The takeaway: reducing logic voltage helps power, while enabling smaller process geometry which in turn enables greater logic density, higher speed, and lower cost.
It's not an overstatement to say that today's paradigm-shifting electronic products we take for granted, like smartphones and broadband, would have been impossible without chip designers taking maximum advantage of process technology. The seeming 'annoyance' of multiple supplies is a small price to pay for this incredible progress.
Thus, as process has evolved, so we have witnessed core voltage migrate from 5, to 3.3, to 1.8, to 1.5, to 1.2, to 1.0, to 0.8, and lately (2023), to 0.6V for advanced 5nm processes.
By now I've hopefully convinced you of the value of using low voltage IC core supplies. Now, why the continued use of higher voltages in systems?
System power is a different problem set than an IC. In systems, we're dealing with multiple loads that are physically separated. Because of this, it's often better to increase the voltage and thus decrease the current being shipped around to the loads, allowing smaller wires and reducing \$P = I^2R\$ wire losses, then convert the voltage locally at the load as needed (this is called Point of Load regulation.)
For example, a GPU board will be supplied with 12V from its slot and cabled power connections, which gets converted locally to very high current (100's of A) 1.0-ish V core supply. Point-of-load regulation deals with this very effectively. Otherwise it would be impractical to power the GPU if it were obliged to run on 12V (see above), or if the motherboard had to supply 100A at 1.0V-ish over cabling with almost no IR drop.
Another example, LED strings with LED wired in series may use 24, 36, or 48V, current-regulated. Wiring and driving this way is not only more efficient than running them in parallel, but also ensures consistent brightness between LEDs as they're all seeing the same current.
Taken to an extreme, we see ever-higher voltages being used for electric vehicles (800V in the Porsche Taycan for example): it's easier to stuff more volts down the wire into the motor coils than it is to upsize the wires carrying the current. This practicality is also why the bigger (Level 3) EV chargers use 480V 3-phase power instead of 120 or 240V.
We're fortunate that we live in an age where power electronics have evolved to the point where we can efficiently optimize the voltage / current tradeoff to make the most of the system using it.
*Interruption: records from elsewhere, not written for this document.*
impl<H> Default for Tree<H> {
    fn default() -> Self {
        Self {
            root: Node::default(),
            len: 0,
        }
    }
}

impl<H> Tree<H> {
    /// An empty tree.
    pub fn new() -> Self {
        Self::default()
    }

    /// The number of registered patterns.
    pub fn len(&self) -> usize {
        self.len
    }

    /// Whether no pattern has been registered.
    pub fn is_empty(&self) -> bool {
        self.len == 0
    }

    /// Register `handler` under `pattern`.
    ///
    /// ```
    /// use waymark::{InsertError, Tree};
    ///
    /// let mut tree = Tree::new();
    /// tree.insert("/cmd/:tool/:sub", 1).unwrap();
    ///
    /// let err = tree.insert("/cmd/vet", 2).unwrap_err();
    /// assert!(matches!(err, InsertError::RouteConflict { .. }));
    /// ```
    pub fn insert(&mut self, pattern: &str, handler: H) -> Result<(), InsertError> {
        validate(pattern)?;
        self.root.check(pattern)?;
        self.root.insert(pattern, handler);
        self.len += 1;
        Ok(())
    }

    /// Look up the handler registered for `path`.
    ///
    /// A missing route is not an error: the returned [Route] simply has no handler, and
    /// `tsr` tells whether a redirect to the path with(out) a trailing slash would match.
    pub fn find<'n, 'p>(&'n self, path: &'p str) -> Result<Route<'n, 'p, H>, MatchError> {
        self.root.find(path)
    }

    /// Make a case-insensitive lookup of `path`, returning the path with the casing of the
    /// registered pattern.
    ///
    /// With `fix_trailing_slash`, a single missing or superfluous trailing slash is also
    /// corrected.
    ///
    /// ```
    /// use waymark::Tree;
    ///
    /// let mut tree = Tree::new();
    /// tree.insert("/User_:name/about", ()).unwrap();
    ///
    /// let fixed = tree.find_case_insensitive("/user_gopher/ABOUT", false);
    /// assert_eq!(fixed.as_deref(), Some("/User_gopher/about"));
    /// ```
    pub fn find_case_insensitive(&self, path: &str, fix_trailing_slash: bool) -> Option<String> {
        let mut out = String::with_capacity(path.len() + 1);

        if self.root.find_fold(path, &mut out, fix_trailing_slash) {
            Some(out)
        } else {
            None
        }
    }
}
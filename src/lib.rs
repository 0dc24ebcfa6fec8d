//! A compressing radix tree router for HTTP request paths.
//!
//! Patterns are made of static text, named parameters (`:name`) and a trailing catch-all
//! (`*name`). Lookups never backtrack: a [Tree] rejects patterns that could make a request
//! path ambiguous when they are inserted, so every path matches at most one pattern.
//!
//! [Tree] is the bare matcher. [Router] keeps one tree per HTTP method and turns near misses
//! into redirects, `OPTIONS` replies or `405`s. [SharedRouter] lets a running server swap its
//! routes atomically.
//!
//! ```
//! use http::Method;
//! use waymark::{Lookup, Router};
//!
//! let mut router = Router::new();
//! router
//!     .get("/", "index")?
//!     .get("/blog/:slug", "post")?
//!     .get("/assets/*file", "assets")?;
//!
//! if let Lookup::Found { handler, params } = router.lookup(&Method::GET, "/blog/hello")? {
//!     assert_eq!(*handler, "post");
//!     assert_eq!(params.get("slug"), Some("hello"));
//! }
//! # Ok::<(), Box<dyn std::error::Error>>(())
//! ```
#![warn(rust_2018_idioms)]

pub mod params;
mod path;
pub mod reload;
pub mod router;
pub mod tree;

#[doc(inline)]
pub use params::{Param, Params, UriError};
#[doc(inline)]
pub use path::clean_path;
#[doc(inline)]
pub use reload::SharedRouter;
#[doc(inline)]
pub use router::{Lookup, Router, RouterConfig};
#[doc(inline)]
pub use tree::{count_params, InsertError, MatchError, NodeKind, Route, Tree};
//! Block states, block ids, and horizontal facing/rotation.
#![forbid(unsafe_code)]

pub mod facing;
pub mod ids;
pub mod state;

// Re-exports for convenience
pub use facing::{Facing, Rotation};
pub use ids::{BlockId, is_liquid, is_replaceable_by_column};
pub use state::BlockState;
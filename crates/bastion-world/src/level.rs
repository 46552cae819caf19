use std::fmt;
use std::sync::Arc;

use serde::{Deserialize, Serialize};

use crate::provider::{BlockEntityHost, ChunkManager};

#[derive(Clone, Copy, Debug, PartialEq, Eq, Hash, PartialOrd, Ord, Serialize, Deserialize)]
pub struct LevelId(pub u32);

impl fmt::Display for LevelId {
    fn fmt(&self, f: &mut fmt::Formatter<'_>) -> fmt::Result {
        write!(f, "level#{}", self.0)
    }
}

#[derive(Clone, Copy, Debug, PartialEq, Eq, Hash, Serialize, Deserialize)]
#[serde(rename_all = "lowercase")]
pub enum Dimension {
    Overworld,
    Nether,
    End,
}

#[derive(Clone, Copy, Debug, PartialEq, Eq, Hash, Serialize, Deserialize)]
#[serde(rename_all = "lowercase")]
pub enum GeneratorKind {
    Normal,
    Nether,
    Flat,
}

#[derive(Clone, Debug, PartialEq, Eq)]
pub struct LevelInfo {
    pub id: LevelId,
    pub name: String,
    pub dimension: Dimension,
    pub generator: GeneratorKind,
    pub seed: i64,
}

/// Shared handle to a live level: voxel access plus block-entity creation.
#[derive(Clone)]
pub struct LevelHandle {
    pub info: Arc<LevelInfo>,
    pub chunks: Arc<dyn ChunkManager>,
    pub block_entities: Arc<dyn BlockEntityHost>,
}

impl LevelHandle {
    pub fn new<W>(info: LevelInfo, world: Arc<W>) -> Self
    where
        W: ChunkManager + BlockEntityHost + 'static,
    {
        Self {
            info: Arc::new(info),
            chunks: world.clone(),
            block_entities: world,
        }
    }

    #[inline]
    pub fn id(&self) -> LevelId {
        self.info.id
    }
}

impl fmt::Debug for LevelHandle {
    fn fmt(&self, f: &mut fmt::Formatter<'_>) -> fmt::Result {
        f.debug_struct("LevelHandle")
            .field("info", &self.info)
            .finish_non_exhaustive()
    }
}
use std::fmt;

use bastion_blocks::{Facing, Rotation};
use bastion_geom::{BlockPos, BoundingBox};
use bastion_world::{ChunkManager, CompoundTag};

use crate::actors::BlockActorSink;
use crate::random::RandomSource;
use crate::tree::PieceSink;

/// State every piece carries: placement box, orientation, derived rotation,
/// and generation depth.
#[derive(Clone, Debug, Default, PartialEq, Eq)]
pub struct PieceBase {
    pub bounding_box: Option<BoundingBox>,
    orientation: Option<Facing>,
    rotation: Rotation,
    pub gen_depth: i32,
}

impl PieceBase {
    pub fn new(gen_depth: i32) -> Self {
        Self {
            gen_depth,
            ..Self::default()
        }
    }

    pub fn with_box(gen_depth: i32, bounding_box: BoundingBox, orientation: Option<Facing>) -> Self {
        let mut base = Self::new(gen_depth);
        base.bounding_box = Some(bounding_box);
        base.set_orientation(orientation);
        base
    }

    /// Restores the common fields. A missing `BB` leaves the box unset. `O`
    /// of -1 (or absent) leaves orientation unset; any other value is taken
    /// as `|O % 4|`.
    pub fn from_tag(tag: &CompoundTag) -> Self {
        let mut base = Self::new(tag.int_or("GD", 0));
        base.bounding_box = tag.get_int_array("BB").and_then(BoundingBox::from_slice);
        let o = tag.int_or("O", -1);
        let orientation = (o != -1).then(|| Facing::from_horizontal_index((o % 4).abs()));
        base.set_orientation(orientation);
        base
    }

    /// Writes `id`, `BB` (only when the box is set), `O` and `GD`.
    pub fn write_tag(&self, piece_type: &str, tag: &mut CompoundTag) {
        tag.put_string("id", piece_type);
        if let Some(bb) = self.bounding_box {
            tag.put_int_array("BB", bb.to_array());
        }
        tag.put_int("O", self.orientation.map_or(-1, Facing::horizontal_index));
        tag.put_int("GD", self.gen_depth);
    }

    #[inline]
    pub fn orientation(&self) -> Option<Facing> {
        self.orientation
    }

    #[inline]
    pub fn rotation(&self) -> Rotation {
        self.rotation
    }

    /// Rotation is always recomputed from orientation; the two never drift.
    pub fn set_orientation(&mut self, orientation: Option<Facing>) {
        self.orientation = orientation;
        self.rotation = Rotation::for_orientation(orientation);
    }

    pub fn move_by(&mut self, dx: i32, dy: i32, dz: i32) {
        if let Some(bb) = self.bounding_box.as_mut() {
            bb.move_by(dx, dy, dz);
        }
    }

    // Local → world. With no orientation or no box the coordinate passes
    // through unchanged.

    #[inline]
    pub fn world_x(&self, x: i32, z: i32) -> i32 {
        match (self.orientation, self.bounding_box.as_ref()) {
            (Some(Facing::North | Facing::South), Some(bb)) => bb.x0 + x,
            (Some(Facing::West), Some(bb)) => bb.x1 - z,
            (Some(Facing::East), Some(bb)) => bb.x0 + z,
            _ => x,
        }
    }

    #[inline]
    pub fn world_y(&self, y: i32) -> i32 {
        match (self.orientation, self.bounding_box.as_ref()) {
            (Some(_), Some(bb)) => y + bb.y0,
            _ => y,
        }
    }

    #[inline]
    pub fn world_z(&self, x: i32, z: i32) -> i32 {
        match (self.orientation, self.bounding_box.as_ref()) {
            (Some(Facing::North), Some(bb)) => bb.z1 - z,
            (Some(Facing::South), Some(bb)) => bb.z0 + z,
            (Some(Facing::West | Facing::East), Some(bb)) => bb.z0 + x,
            _ => z,
        }
    }

    #[inline]
    pub fn world_pos(&self, x: i32, y: i32, z: i32) -> BlockPos {
        BlockPos::new(self.world_x(x, z), self.world_y(y), self.world_z(x, z))
    }
}

/// Builds the world box of a piece whose local footprint starts at
/// `(off_x, off_y, off_z)` relative to an anchor cell, extends
/// `(size_x, size_y, size_z)` cells, and faces `facing`.
///
/// The local footprint's entrance lies on the anchor side, so a child laid
/// out this way connects to the parent exit it was anchored at.
#[allow(clippy::too_many_arguments)]
pub fn orient_box(
    anchor: BlockPos,
    off_x: i32,
    off_y: i32,
    off_z: i32,
    size_x: i32,
    size_y: i32,
    size_z: i32,
    facing: Facing,
) -> BoundingBox {
    let (x, y, z) = (anchor.x, anchor.y, anchor.z);
    let top = y + off_y + size_y - 1;
    match facing {
        Facing::North => BoundingBox::new(
            x + off_x,
            y + off_y,
            z - size_z + 1 + off_z,
            x + size_x - 1 + off_x,
            top,
            z + off_z,
        ),
        Facing::South => BoundingBox::new(
            x + off_x,
            y + off_y,
            z + off_z,
            x + size_x - 1 + off_x,
            top,
            z + size_z - 1 + off_z,
        ),
        Facing::West => BoundingBox::new(
            x - size_z + 1 + off_z,
            y + off_y,
            z + off_x,
            x + off_z,
            top,
            z + size_x - 1 + off_x,
        ),
        Facing::East => BoundingBox::new(
            x + off_z,
            y + off_y,
            z + off_x,
            x + size_z - 1 + off_z,
            top,
            z + size_x - 1 + off_x,
        ),
    }
}

/// A typed room, corridor or junction of a multi-piece structure.
///
/// Implementors own a [`PieceBase`] and supply their contents through
/// [`post_process`](StructurePiece::post_process); children are attached
/// during [`add_children`](StructurePiece::add_children).
pub trait StructurePiece: Send + Sync {
    /// Type id written as `id` in the persisted record.
    fn piece_type(&self) -> &'static str;

    fn base(&self) -> &PieceBase;

    fn base_mut(&mut self) -> &mut PieceBase;

    fn add_additional_save_data(&self, _tag: &mut CompoundTag) {}

    fn add_children(
        &self,
        _root: &dyn StructurePiece,
        _pieces: &mut PieceSink<'_>,
        _random: &mut dyn RandomSource,
    ) {
    }

    /// Writes this piece's voxels clipped to `gen_box`. Returns false when
    /// the piece declined to generate in this chunk.
    #[allow(clippy::too_many_arguments)]
    fn post_process(
        &mut self,
        level: &dyn ChunkManager,
        random: &mut dyn RandomSource,
        gen_box: &BoundingBox,
        chunk_x: i32,
        chunk_z: i32,
        actors: &mut dyn BlockActorSink,
    ) -> bool;

    #[inline]
    fn bounding_box(&self) -> Option<&BoundingBox> {
        self.base().bounding_box.as_ref()
    }

    #[inline]
    fn gen_depth(&self) -> i32 {
        self.base().gen_depth
    }

    #[inline]
    fn orientation(&self) -> Option<Facing> {
        self.base().orientation()
    }

    fn move_by(&mut self, dx: i32, dy: i32, dz: i32) {
        self.base_mut().move_by(dx, dy, dz);
    }

    fn create_tag(&self) -> CompoundTag {
        let mut tag = CompoundTag::new();
        self.base().write_tag(self.piece_type(), &mut tag);
        self.add_additional_save_data(&mut tag);
        tag
    }
}

impl fmt::Debug for dyn StructurePiece + '_ {
    fn fmt(&self, f: &mut fmt::Formatter<'_>) -> fmt::Result {
        f.debug_struct(self.piece_type())
            .field("bounding_box", &self.bounding_box())
            .field("orientation", &self.orientation())
            .field("gen_depth", &self.gen_depth())
            .finish()
    }
}
use bastion_blocks::{Facing, Rotation};
use bastion_geom::{BlockPos, BoundingBox};
use bastion_structures::PieceBase;
use proptest::prelude::*;
use std::collections::HashSet;

fn facing() -> impl Strategy<Value = Facing> {
    prop_oneof![
        Just(Facing::South),
        Just(Facing::West),
        Just(Facing::North),
        Just(Facing::East),
    ]
}

fn small_box() -> impl Strategy<Value = BoundingBox> {
    (-40i32..40, 0i32..100, -40i32..40, 1i32..6, 1i32..5, 1i32..6)
        .prop_map(|(x, y, z, w, h, d)| BoundingBox::new(x, y, z, x + w - 1, y + h - 1, z + d - 1))
}

proptest! {
    #[test]
    fn local_cells_map_onto_the_box(bb in small_box(), f in facing()) {
        let p = PieceBase::with_box(0, bb, Some(f));
        let (w, d) = match f {
            Facing::North | Facing::South => (bb.x_span(), bb.z_span()),
            Facing::West | Facing::East => (bb.z_span(), bb.x_span()),
        };
        let mut seen = HashSet::new();
        for y in 0..bb.y_span() {
            for x in 0..w {
                for z in 0..d {
                    let pos = p.world_pos(x, y, z);
                    prop_assert!(bb.is_inside(pos), "{:?} outside {:?}", pos, bb);
                    prop_assert!(seen.insert(pos));
                }
            }
        }
        let volume = (bb.x_span() * bb.y_span() * bb.z_span()) as usize;
        prop_assert_eq!(seen.len(), volume);
    }

    #[test]
    fn rotation_tracks_orientation(bb in small_box(), f in facing(), g in facing()) {
        let mut p = PieceBase::with_box(0, bb, Some(f));
        p.set_orientation(Some(g));
        prop_assert_eq!(p.rotation(), Rotation::for_orientation(Some(g)));
    }

    #[test]
    fn unset_orientation_passes_through(bb in small_box(), x in -50i32..50, y in 0i32..128, z in -50i32..50) {
        let p = PieceBase::with_box(0, bb, None);
        prop_assert_eq!(p.world_pos(x, y, z), BlockPos::new(x, y, z));
    }

    #[test]
    fn moving_shifts_world_cells(bb in small_box(), f in facing(), dx in -20i32..20, dz in -20i32..20) {
        let mut p = PieceBase::with_box(0, bb, Some(f));
        let before = p.world_pos(1, 0, 0);
        p.move_by(dx, 0, dz);
        prop_assert_eq!(p.world_pos(1, 0, 0), before.offset(dx, 0, dz));
    }
}
use serde::{Deserialize, Serialize};

/// Horizontal chunk column coordinate (16x16 blocks).
#[derive(Clone, Copy, Debug, Default, PartialEq, Eq, Hash, Serialize, Deserialize)]
pub struct ChunkPos {
    pub x: i32,
    pub z: i32,
}

impl ChunkPos {
    #[inline]
    pub const fn new(x: i32, z: i32) -> Self {
        Self { x, z }
    }

    #[inline]
    pub fn of_block(wx: i32, wz: i32) -> Self {
        Self::new(wx >> 4, wz >> 4)
    }

    #[inline]
    pub fn offset(self, dx: i32, dz: i32) -> Self {
        Self::new(self.x + dx, self.z + dz)
    }

    #[inline]
    pub fn min_block_x(self) -> i32 {
        self.x << 4
    }

    #[inline]
    pub fn min_block_z(self) -> i32 {
        self.z << 4
    }

    /// Chebyshev distance in chunks.
    #[inline]
    pub fn ring_distance(self, other: ChunkPos) -> i32 {
        (self.x - other.x).abs().max((self.z - other.z).abs())
    }

    /// All chunk positions within `radius` rings of `self`, row-major.
    pub fn square_around(self, radius: i32) -> impl Iterator<Item = ChunkPos> {
        let r = radius.max(0);
        (-r..=r).flat_map(move |dz| (-r..=r).map(move |dx| self.offset(dx, dz)))
    }
}

impl From<(i32, i32)> for ChunkPos {
    fn from(value: (i32, i32)) -> Self {
        Self::new(value.0, value.1)
    }
}

impl From<ChunkPos> for (i32, i32) {
    fn from(value: ChunkPos) -> Self {
        (value.x, value.z)
    }
}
New developments in power supply design, such as GaN and SiC devices are already making an impact in handling ever-higher voltages and currents, and advanced poly-phase switchers deal with power-hungry GPUs, CPUs and other big chips.
In other words, today we have a whole power ecosystem that allows us to tailor the voltage to the load, rather than the load to the voltage.
This wasn't the case in the mid-1970s when I started out in electronics. Then, 5V TTL was still regarded as state-of-the-art, while switching regulators were considered exotic and costly.
Still, 5V persists today as a kind of 'Goldilocks' voltage that is high enough to do useful hobby-tronics stuff like run motors, blink lights and power radios; yet low enough to not result in ridiculous power consumption for small systems.